→ **Material supplied**:
== Segment start ==

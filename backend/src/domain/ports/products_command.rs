//! Driving ports for product mutations and reads.

use async_trait::async_trait;

use crate::domain::{Error, Product, ProductCandidate, ProductId, ProductPatch, Submission};

/// Domain use-case port for creating, updating, and deleting products.
#[async_trait]
pub trait ProductsCommand: Send + Sync {
    /// Validate and persist one or many candidates, returning what was written.
    async fn create(&self, submission: Submission<ProductCandidate>)
    -> Result<Vec<Product>, Error>;

    /// Merge a partial update into the product with `id`.
    async fn update(&self, id: &ProductId, patch: ProductPatch) -> Result<(), Error>;

    /// Delete the product with `id`.
    async fn delete(&self, id: &ProductId) -> Result<(), Error>;
}

/// Domain use-case port for listing products.
#[async_trait]
pub trait ProductsQuery: Send + Sync {
    /// Return every stored product.
    async fn list_products(&self) -> Result<Vec<Product>, Error>;
}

== Segment end ==

Considering only the material above, set down every line from the one with "mutations and reads." to the one with "Merge a partial", inclusive, exactly as written.

→ **Exercise output**:
//! Driving ports for product mutations and reads.

use async_trait::async_trait;

use crate::domain::{Error, Product, ProductCandidate, ProductId, ProductPatch, Submission};

/// Domain use-case port for creating, updating, and deleting products.
#[async_trait]
pub trait ProductsCommand: Send + Sync {
    /// Validate and persist one or many candidates, returning what was written.
    async fn create(&self, submission: Submission<ProductCandidate>)
    -> Result<Vec<Product>, Error>;

    /// Merge a partial update into the product with `id`.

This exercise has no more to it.